*Task brief:* Exactly as written, print each of the entries.

━━━━━ The data

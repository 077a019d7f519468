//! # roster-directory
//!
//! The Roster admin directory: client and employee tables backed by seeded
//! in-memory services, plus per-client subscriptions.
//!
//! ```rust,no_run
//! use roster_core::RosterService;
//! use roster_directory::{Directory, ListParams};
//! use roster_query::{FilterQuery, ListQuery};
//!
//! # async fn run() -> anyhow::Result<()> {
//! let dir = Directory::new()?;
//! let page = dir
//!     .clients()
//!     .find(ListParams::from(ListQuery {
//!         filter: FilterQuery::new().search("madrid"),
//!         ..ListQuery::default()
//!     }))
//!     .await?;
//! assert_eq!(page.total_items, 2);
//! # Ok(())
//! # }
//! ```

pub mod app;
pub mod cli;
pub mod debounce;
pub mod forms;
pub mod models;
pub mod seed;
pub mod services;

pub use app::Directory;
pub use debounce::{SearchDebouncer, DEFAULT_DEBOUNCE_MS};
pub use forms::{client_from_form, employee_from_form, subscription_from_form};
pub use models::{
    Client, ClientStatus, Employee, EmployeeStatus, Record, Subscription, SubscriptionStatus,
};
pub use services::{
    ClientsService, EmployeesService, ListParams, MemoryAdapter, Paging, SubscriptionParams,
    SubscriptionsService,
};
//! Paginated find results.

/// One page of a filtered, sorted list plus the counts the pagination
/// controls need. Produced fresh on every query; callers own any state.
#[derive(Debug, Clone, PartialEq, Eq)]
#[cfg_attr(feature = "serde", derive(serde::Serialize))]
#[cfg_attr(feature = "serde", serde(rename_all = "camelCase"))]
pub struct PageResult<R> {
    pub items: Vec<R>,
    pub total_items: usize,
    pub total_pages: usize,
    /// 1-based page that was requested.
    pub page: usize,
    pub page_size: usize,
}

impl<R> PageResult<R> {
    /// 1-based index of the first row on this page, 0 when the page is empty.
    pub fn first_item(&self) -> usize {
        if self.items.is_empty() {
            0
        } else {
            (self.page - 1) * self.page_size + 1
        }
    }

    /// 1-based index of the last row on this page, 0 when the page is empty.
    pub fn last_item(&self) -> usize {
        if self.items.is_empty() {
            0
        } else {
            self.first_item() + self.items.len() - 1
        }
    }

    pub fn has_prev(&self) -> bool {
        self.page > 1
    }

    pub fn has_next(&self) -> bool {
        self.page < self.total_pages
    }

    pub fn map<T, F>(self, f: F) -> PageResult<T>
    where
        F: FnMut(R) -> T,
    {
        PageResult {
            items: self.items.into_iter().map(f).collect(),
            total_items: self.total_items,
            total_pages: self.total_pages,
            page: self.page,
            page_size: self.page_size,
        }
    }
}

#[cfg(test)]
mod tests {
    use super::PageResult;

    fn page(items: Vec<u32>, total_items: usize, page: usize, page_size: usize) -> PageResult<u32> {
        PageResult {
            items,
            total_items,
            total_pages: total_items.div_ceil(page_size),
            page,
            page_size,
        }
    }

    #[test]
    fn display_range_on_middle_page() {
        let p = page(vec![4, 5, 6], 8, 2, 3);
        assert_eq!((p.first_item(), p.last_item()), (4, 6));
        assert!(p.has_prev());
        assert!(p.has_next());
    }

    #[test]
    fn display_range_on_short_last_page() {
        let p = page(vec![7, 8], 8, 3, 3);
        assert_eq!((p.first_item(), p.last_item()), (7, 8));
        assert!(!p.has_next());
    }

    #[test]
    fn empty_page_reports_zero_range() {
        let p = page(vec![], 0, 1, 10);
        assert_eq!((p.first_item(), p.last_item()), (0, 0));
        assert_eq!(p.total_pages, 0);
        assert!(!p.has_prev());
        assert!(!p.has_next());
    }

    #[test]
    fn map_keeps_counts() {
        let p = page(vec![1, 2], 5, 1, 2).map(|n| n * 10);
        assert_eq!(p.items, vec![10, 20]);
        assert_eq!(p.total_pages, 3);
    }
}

━━━━━━━━━━

*Answer to this exercise:*
repository 077a019d7f519468
//! # roster-directory
//!
//! The Roster admin directory: client and employee tables backed by seeded
//! in-memory services, plus per-client subscriptions.
//!
//! ```rust,no_run
//! use roster_core::RosterService;
//! use roster_directory::{Directory, ListParams};
//! use roster_query::{FilterQuery, ListQuery};
//!
//! # async fn run() -> anyhow::Result<()> {
//! let dir = Directory::new()?;
//! let page = dir
//!     .clients()
//!     .find(ListParams::from(ListQuery {
//!         filter: FilterQuery::new().search("madrid"),
//!         ..ListQuery::default()
//!     }))
//!     .await?;
//! assert_eq!(page.total_items, 2);
//! # Ok(())
//! # }
//! ```

pub mod app;
pub mod cli;
pub mod debounce;
pub mod forms;
pub mod models;
pub mod seed;
pub mod services;

pub use app::Directory;
pub use debounce::{SearchDebouncer, DEFAULT_DEBOUNCE_MS};
pub use forms::{client_from_form, employee_from_form, subscription_from_form};
pub use models::{
    Client, ClientStatus, Employee, EmployeeStatus, Record, Subscription, SubscriptionStatus,
};
pub use services::{
    ClientsService, EmployeesService, ListParams, MemoryAdapter, Paging, SubscriptionParams,
    SubscriptionsService,
};
//! Paginated find results.

/// One page of a filtered, sorted list plus the counts the pagination
/// controls need. Produced fresh on every query; callers own any state.
#[derive(Debug, Clone, PartialEq, Eq)]
#[cfg_attr(feature = "serde", derive(serde::Serialize))]
#[cfg_attr(feature = "serde", serde(rename_all = "camelCase"))]
pub struct PageResult<R> {
    pub items: Vec<R>,
    pub total_items: usize,
    pub total_pages: usize,
    /// 1-based page that was requested.
    pub page: usize,
    pub page_size: usize,
}

impl<R> PageResult<R> {
    /// 1-based index of the first row on this page, 0 when the page is empty.
    pub fn first_item(&self) -> usize {
        if self.items.is_empty() {
            0
        } else {
            (self.page - 1) * self.page_size + 1
        }
    }

    /// 1-based index of the last row on this page, 0 when the page is empty.
    pub fn last_item(&self) -> usize {
        if self.items.is_empty() {
            0
        } else {
            self.first_item() + self.items.len() - 1
        }
    }

    pub fn has_prev(&self) -> bool {
        self.page > 1
    }

    pub fn has_next(&self) -> bool {
        self.page < self.total_pages
    }

    pub fn map<T, F>(self, f: F) -> PageResult<T>
    where
        F: FnMut(R) -> T,
    {
        PageResult {
            items: self.items.into_iter().map(f).collect(),
            total_items: self.total_items,
            total_pages: self.total_pages,
            page: self.page,
            page_size: self.page_size,
        }
    }
}

#[cfg(test)]
mod tests {
    use super::PageResult;

    fn page(items: Vec<u32>, total_items: usize, page: usize, page_size: usize) -> PageResult<u32> {
        PageResult {
            items,
            total_items,
            total_pages: total_items.div_ceil(page_size),
            page,
            page_size,
        }
    }

    #[test]
    fn display_range_on_middle_page() {
        let p = page(vec![4, 5, 6], 8, 2, 3);
        assert_eq!((p.first_item(), p.last_item()), (4, 6));
        assert!(p.has_prev());
        assert!(p.has_next());
    }

    #[test]
    fn display_range_on_short_last_page() {
        let p = page(vec![7, 8], 8, 3, 3);
        assert_eq!((p.first_item(), p.last_item()), (7, 8));
        assert!(!p.has_next());
    }

    #[test]
    fn empty_page_reports_zero_range() {
        let p = page(vec![], 0, 1, 10);
        assert_eq!((p.first_item(), p.last_item()), (0, 0));
        assert_eq!(p.total_pages, 0);
        assert!(!p.has_prev());
        assert!(!p.has_next());
    }

    #[test]
    fn map_keeps_counts() {
        let p = page(vec![1, 2], 5, 1, 2).map(|n| n * 10);
        assert_eq!(p.items, vec![10, 20]);
        assert_eq!(p.total_pages, 3);
    }
}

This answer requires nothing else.